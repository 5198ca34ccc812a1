//! Per-frame simulation tick
//!
//! Reads the physics backend, runs every gameplay system once in a fixed
//! order and pushes the results back out to the host.

use glam::Vec2;

use super::host::{BackdropZone, Collaborators, Support};
use super::movement::{MoveInput, MovementEvent, WallContact};
use super::rng::RandomSource;
use super::state::{GamePhase, Simulation};
use super::world::PlatformId;
use crate::consts::*;
use crate::height_at;

/// Input commands for a single tick
#[derive(Debug, Clone, Default)]
pub struct TickInput {
    pub left: bool,
    pub right: bool,
    /// Jump / wall jump
    pub up: bool,
    /// Start a new run (only honoured after game over)
    pub restart: bool,
}

impl TickInput {
    fn movement(&self) -> MoveInput {
        MoveInput {
            left: self.left,
            right: self.right,
            up: self.up,
        }
    }
}

/// Horizontal offset of the wall slide effect from the player center
const WALL_SLIDE_OFFSET: f32 = 15.0;

/// Landing speed that maps to an effect intensity of 1
const LANDING_REFERENCE_SPEED: f32 = 500.0;

/// Advance the run by one frame.
///
/// `dt` is the frame time in seconds (clamped to [`MAX_DT`]); `now` is the
/// host clock in seconds, sampled once per frame.
pub fn tick<R: RandomSource>(
    sim: &mut Simulation<R>,
    input: &TickInput,
    dt: f32,
    now: f64,
    host: &mut Collaborators,
) {
    if sim.phase == GamePhase::GameOver {
        if input.restart {
            sim.restart(None, host);
        }
        return;
    }

    if !sim.is_started() {
        sim.start(host);
    }

    let dt = dt.clamp(0.0, MAX_DT);
    sim.time_ticks += 1;

    let touching = host.physics.query_touching();
    let (position, velocity) = host.physics.body();
    // Velocity we wrote last tick, before the backend zeroed it on contact
    let impact_speed = sim.player.velocity.y;
    sim.player.position = position;
    sim.player.velocity = velocity;

    // Landings
    if touching.down {
        if !sim.player.was_grounded {
            let intensity = (impact_speed / LANDING_REFERENCE_SPEED).clamp(0.2, 3.0);
            host.outputs.on_land(position, intensity);
        }
        match touching.support {
            Some(Support::Ground) => ground_contact(sim, host),
            Some(Support::Platform(id)) if id.is_ground() => ground_contact(sim, host),
            Some(Support::Platform(id)) => platform_landing(sim, id, now, host),
            None => {}
        }
    }
    sim.player.was_grounded = touching.down;

    // Movement
    let events = sim.movement.step(
        &mut sim.player,
        input.movement(),
        touching,
        sim.combo.combo(),
        sim.combo.speed_boost_active(),
        dt,
    );
    for event in events {
        match event {
            MovementEvent::Jumped { power } => host.outputs.on_jump(position, power),
            MovementEvent::WallJumped { from } => {
                if sim.combo.on_wall_jump() {
                    log::debug!("Wall jump off {:?} dropped the combo", from);
                    host.outputs.on_combo_changed(0, sim.combo.multiplier());
                }
            }
            MovementEvent::WallSliding { wall } => {
                let side = if wall == WallContact::Left { -1.0 } else { 1.0 };
                let at = position + Vec2::new(side * WALL_SLIDE_OFFSET, 0.0);
                host.outputs.on_wall_slide(at, 1.0);
            }
        }
    }
    host.physics.set_velocity(sim.player.velocity);

    let speed_ratio = sim.player.velocity.x.abs() / sim.movement.settings().max_speed;
    if speed_ratio > sim.movement.settings().speed_trail_ratio {
        host.outputs.on_speed_trail(position, speed_ratio);
    }

    // World window
    if sim.window.due(now) {
        sim.run_window(host);
    }

    // Score and backdrop
    if let Some(height) = sim.score.update(position.y, sim.combo.multiplier_tenths()) {
        host.outputs.on_height_changed(height);
    }
    let zone = BackdropZone::for_height(height_at(position.y));
    if sim.backdrop != Some(zone) {
        sim.backdrop = Some(zone);
        host.outputs.sync_backdrop(zone);
    }

    // Hazard
    sim.danger.update(sim.score.score(), dt);
    if sim.danger.active {
        host.outputs.sync_danger_zone(&sim.danger);
        if sim.danger.take_warning() {
            let clearance = sim.danger.clearance(position.y);
            let intensity = (1.0 - clearance / 1000.0).clamp(0.2, 1.0);
            host.outputs
                .on_danger_warning(Vec2::new(GROUND_CENTER_X, sim.danger.y), intensity);
        }
    }

    // Combo timeout
    if sim.combo.tick(now, touching.airborne()) {
        host.outputs.on_combo_changed(0, sim.combo.multiplier());
    }

    host.outputs.sync_player(
        position,
        sim.player.velocity,
        sim.player.facing,
        sim.player.is_falling,
    );

    if sim.danger.touches(position.y) {
        sim.phase = GamePhase::GameOver;
        let state = sim.combo.state();
        log::info!(
            "Game over at y={}: score={} height={} max combo={}",
            position.y,
            sim.score.score(),
            sim.score.current_height(),
            state.max_combo
        );
        host.outputs.on_game_over(sim.score.score(), state.max_combo);
    }
}

fn ground_contact<R: RandomSource>(sim: &mut Simulation<R>, host: &mut Collaborators) {
    if sim.combo.on_ground_contact() {
        host.outputs.on_combo_changed(0, sim.combo.multiplier());
    }
}

fn platform_landing<R: RandomSource>(
    sim: &mut Simulation<R>,
    id: PlatformId,
    now: f64,
    host: &mut Collaborators,
) {
    if !sim.world.contains(id) {
        log::trace!("Ignoring landing on unknown platform {:?}", id);
        return;
    }
    let Some(landing) = sim.combo.on_landing(id, now) else {
        return;
    };

    host.outputs.on_combo_changed(landing.combo, landing.multiplier);
    host.outputs.on_combo(sim.player.position, landing.combo as f32);
    if landing.milestone {
        host.outputs.show_combo_popup(landing.combo);
    }
}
····················
| Task requirements |
Above are the entries. Output exactly the lines beginning with the line that has "Some(Support::Platform(id)) if id.is_ground()" and ending with the line that has "sim.backdrop = Some(zone);".

| Response to this task |
            Some(Support::Platform(id)) if id.is_ground() => ground_contact(sim, host),
            Some(Support::Platform(id)) => platform_landing(sim, id, now, host),
            None => {}
        }
    }
    sim.player.was_grounded = touching.down;

    // Movement
    let events = sim.movement.step(
        &mut sim.player,
        input.movement(),
        touching,
        sim.combo.combo(),
        sim.combo.speed_boost_active(),
        dt,
    );
    for event in events {
        match event {
            MovementEvent::Jumped { power } => host.outputs.on_jump(position, power),
            MovementEvent::WallJumped { from } => {
                if sim.combo.on_wall_jump() {
                    log::debug!("Wall jump off {:?} dropped the combo", from);
                    host.outputs.on_combo_changed(0, sim.combo.multiplier());
                }
            }
            MovementEvent::WallSliding { wall } => {
                let side = if wall == WallContact::Left { -1.0 } else { 1.0 };
                let at = position + Vec2::new(side * WALL_SLIDE_OFFSET, 0.0);
                host.outputs.on_wall_slide(at, 1.0);
            }
        }
    }
    host.physics.set_velocity(sim.player.velocity);

    let speed_ratio = sim.player.velocity.x.abs() / sim.movement.settings().max_speed;
    if speed_ratio > sim.movement.settings().speed_trail_ratio {
        host.outputs.on_speed_trail(position, speed_ratio);
    }

    // World window
    if sim.window.due(now) {
        sim.run_window(host);
    }

    // Score and backdrop
    if let Some(height) = sim.score.update(position.y, sim.combo.multiplier_tenths()) {
        host.outputs.on_height_changed(height);
    }
    let zone = BackdropZone::for_height(height_at(position.y));
    if sim.backdrop != Some(zone) {
        sim.backdrop = Some(zone);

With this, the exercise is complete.